■ **INSTRUCTIONS TO FOLLOW**
Please take the records that follow and repeat exactly the lines starting with the line with "pub const DEFAULT_SHEAR_THRESHOLD: f64" and going on through the line with "by spectral strategy).".

■ **DATA EXCERPTS**
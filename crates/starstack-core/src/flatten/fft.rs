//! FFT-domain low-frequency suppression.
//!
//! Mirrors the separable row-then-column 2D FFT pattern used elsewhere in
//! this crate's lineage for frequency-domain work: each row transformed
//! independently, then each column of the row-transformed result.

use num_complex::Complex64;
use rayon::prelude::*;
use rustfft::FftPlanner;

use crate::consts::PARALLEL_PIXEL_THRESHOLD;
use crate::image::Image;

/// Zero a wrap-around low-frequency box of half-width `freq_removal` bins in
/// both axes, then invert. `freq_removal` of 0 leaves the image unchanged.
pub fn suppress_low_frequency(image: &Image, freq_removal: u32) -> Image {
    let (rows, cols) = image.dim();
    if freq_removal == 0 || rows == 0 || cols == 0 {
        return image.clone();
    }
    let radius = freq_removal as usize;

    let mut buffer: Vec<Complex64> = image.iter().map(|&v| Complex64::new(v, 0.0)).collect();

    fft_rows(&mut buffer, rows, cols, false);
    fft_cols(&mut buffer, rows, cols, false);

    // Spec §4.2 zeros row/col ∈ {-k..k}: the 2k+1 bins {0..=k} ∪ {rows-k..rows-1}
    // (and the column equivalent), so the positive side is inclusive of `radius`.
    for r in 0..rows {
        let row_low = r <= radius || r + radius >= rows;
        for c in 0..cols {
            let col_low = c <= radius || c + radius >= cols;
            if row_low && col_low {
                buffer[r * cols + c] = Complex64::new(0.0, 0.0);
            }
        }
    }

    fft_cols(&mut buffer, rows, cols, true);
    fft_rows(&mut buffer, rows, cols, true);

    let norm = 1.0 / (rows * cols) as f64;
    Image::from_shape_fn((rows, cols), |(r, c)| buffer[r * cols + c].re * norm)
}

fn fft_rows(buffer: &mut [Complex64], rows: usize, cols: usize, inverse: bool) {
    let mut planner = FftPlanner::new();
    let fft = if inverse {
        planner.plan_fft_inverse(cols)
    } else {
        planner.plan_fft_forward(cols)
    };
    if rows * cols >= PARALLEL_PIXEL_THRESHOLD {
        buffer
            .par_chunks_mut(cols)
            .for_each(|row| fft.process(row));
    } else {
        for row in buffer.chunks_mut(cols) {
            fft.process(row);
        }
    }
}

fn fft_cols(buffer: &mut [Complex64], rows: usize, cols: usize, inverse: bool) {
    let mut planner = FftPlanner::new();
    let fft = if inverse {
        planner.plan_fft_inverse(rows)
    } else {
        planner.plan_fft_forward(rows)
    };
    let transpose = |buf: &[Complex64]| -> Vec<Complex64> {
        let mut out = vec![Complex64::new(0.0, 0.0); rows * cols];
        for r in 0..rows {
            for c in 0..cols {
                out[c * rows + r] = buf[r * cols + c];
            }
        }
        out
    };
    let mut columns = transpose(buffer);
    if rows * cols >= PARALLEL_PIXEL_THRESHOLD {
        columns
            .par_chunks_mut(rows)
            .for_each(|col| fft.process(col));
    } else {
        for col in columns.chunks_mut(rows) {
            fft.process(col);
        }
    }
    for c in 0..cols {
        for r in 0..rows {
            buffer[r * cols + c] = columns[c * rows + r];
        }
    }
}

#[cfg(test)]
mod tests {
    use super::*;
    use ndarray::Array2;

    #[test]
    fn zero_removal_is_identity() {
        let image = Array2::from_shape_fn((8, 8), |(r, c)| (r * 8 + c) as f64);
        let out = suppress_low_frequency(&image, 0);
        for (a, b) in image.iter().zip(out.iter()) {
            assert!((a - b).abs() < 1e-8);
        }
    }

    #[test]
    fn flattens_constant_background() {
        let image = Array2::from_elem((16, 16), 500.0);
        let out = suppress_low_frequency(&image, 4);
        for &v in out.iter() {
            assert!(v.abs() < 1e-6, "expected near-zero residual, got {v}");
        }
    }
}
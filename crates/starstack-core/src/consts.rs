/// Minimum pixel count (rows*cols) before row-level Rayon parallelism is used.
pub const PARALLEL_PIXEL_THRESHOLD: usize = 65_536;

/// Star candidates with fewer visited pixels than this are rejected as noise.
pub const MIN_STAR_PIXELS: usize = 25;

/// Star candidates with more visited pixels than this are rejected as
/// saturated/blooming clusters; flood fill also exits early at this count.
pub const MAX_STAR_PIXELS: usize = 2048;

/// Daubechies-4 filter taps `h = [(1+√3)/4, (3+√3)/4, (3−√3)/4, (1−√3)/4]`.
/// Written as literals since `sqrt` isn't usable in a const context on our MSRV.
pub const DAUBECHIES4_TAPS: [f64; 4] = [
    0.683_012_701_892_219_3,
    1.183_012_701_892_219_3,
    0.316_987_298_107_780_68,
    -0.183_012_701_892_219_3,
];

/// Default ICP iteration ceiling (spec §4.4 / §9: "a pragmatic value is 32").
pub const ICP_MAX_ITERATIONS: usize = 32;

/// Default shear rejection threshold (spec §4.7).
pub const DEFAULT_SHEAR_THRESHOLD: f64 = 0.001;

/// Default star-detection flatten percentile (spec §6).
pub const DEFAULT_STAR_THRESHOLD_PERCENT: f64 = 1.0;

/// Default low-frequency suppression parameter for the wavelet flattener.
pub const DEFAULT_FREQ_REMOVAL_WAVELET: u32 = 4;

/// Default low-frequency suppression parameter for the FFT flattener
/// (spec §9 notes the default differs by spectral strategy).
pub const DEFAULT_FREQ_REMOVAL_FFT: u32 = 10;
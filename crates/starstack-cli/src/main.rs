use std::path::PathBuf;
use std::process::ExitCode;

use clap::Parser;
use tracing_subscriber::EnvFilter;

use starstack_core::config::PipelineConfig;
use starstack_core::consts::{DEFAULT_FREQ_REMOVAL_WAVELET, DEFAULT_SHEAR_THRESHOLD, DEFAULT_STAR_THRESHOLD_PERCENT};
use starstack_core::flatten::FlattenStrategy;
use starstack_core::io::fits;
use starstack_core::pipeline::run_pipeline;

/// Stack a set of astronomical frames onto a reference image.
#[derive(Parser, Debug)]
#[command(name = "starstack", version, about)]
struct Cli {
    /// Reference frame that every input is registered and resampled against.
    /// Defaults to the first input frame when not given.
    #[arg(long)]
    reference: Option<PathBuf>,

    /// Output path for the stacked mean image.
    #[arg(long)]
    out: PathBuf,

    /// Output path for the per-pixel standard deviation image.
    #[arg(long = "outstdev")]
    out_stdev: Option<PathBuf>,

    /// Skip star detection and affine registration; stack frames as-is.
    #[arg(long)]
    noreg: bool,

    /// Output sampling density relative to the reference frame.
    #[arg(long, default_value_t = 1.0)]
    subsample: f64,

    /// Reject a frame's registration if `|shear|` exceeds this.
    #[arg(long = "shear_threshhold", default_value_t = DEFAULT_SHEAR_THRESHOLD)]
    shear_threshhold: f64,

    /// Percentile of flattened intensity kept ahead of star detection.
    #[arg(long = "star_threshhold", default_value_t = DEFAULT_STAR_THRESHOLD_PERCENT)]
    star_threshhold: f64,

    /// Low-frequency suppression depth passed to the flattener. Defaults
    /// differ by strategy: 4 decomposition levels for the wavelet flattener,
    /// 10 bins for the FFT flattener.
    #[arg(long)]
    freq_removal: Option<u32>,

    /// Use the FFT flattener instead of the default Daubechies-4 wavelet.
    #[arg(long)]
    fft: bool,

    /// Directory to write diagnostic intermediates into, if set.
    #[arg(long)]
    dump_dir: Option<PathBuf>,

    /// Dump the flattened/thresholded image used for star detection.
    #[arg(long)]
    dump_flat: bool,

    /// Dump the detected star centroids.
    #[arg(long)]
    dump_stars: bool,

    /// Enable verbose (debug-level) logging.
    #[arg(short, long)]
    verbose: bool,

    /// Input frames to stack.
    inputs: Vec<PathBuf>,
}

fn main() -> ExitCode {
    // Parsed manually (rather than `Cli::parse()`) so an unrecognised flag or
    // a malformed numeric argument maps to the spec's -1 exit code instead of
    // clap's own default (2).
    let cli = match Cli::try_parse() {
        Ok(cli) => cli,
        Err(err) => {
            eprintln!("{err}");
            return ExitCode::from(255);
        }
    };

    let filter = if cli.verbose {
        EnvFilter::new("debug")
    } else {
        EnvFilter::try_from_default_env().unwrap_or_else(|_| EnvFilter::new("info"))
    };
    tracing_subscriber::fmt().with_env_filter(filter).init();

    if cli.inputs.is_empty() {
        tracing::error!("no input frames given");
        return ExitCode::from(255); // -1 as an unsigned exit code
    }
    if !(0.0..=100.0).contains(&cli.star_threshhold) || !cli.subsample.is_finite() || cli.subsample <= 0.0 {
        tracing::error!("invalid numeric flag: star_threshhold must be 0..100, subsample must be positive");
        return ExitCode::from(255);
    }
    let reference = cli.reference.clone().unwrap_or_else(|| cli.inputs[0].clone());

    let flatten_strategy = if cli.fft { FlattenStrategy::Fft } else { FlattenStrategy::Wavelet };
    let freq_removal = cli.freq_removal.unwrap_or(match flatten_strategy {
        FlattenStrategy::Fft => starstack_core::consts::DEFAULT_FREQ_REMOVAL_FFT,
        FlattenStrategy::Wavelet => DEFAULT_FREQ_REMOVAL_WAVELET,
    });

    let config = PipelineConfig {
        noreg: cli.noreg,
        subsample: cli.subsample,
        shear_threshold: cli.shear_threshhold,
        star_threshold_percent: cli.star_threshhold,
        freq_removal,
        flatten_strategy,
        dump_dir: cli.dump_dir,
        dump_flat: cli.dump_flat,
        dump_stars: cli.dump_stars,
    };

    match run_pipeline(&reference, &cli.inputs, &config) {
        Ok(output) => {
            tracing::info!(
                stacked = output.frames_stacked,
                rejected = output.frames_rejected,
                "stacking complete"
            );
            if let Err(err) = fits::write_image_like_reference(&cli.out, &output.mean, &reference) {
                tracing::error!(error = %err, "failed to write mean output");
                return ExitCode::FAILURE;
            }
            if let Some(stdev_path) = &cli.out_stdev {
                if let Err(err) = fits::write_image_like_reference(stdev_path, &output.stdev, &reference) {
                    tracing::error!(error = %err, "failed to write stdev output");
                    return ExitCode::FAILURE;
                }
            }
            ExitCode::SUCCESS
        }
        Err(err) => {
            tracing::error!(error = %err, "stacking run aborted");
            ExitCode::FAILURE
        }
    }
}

■ **OUTPUT**
pub const DEFAULT_SHEAR_THRESHOLD: f64 = 0.001;

/// Default star-detection flatten percentile (spec §6).
pub const DEFAULT_STAR_THRESHOLD_PERCENT: f64 = 1.0;

/// Default low-frequency suppression parameter for the wavelet flattener.
pub const DEFAULT_FREQ_REMOVAL_WAVELET: u32 = 4;

/// Default low-frequency suppression parameter for the FFT flattener
/// (spec §9 notes the default differs by spectral strategy).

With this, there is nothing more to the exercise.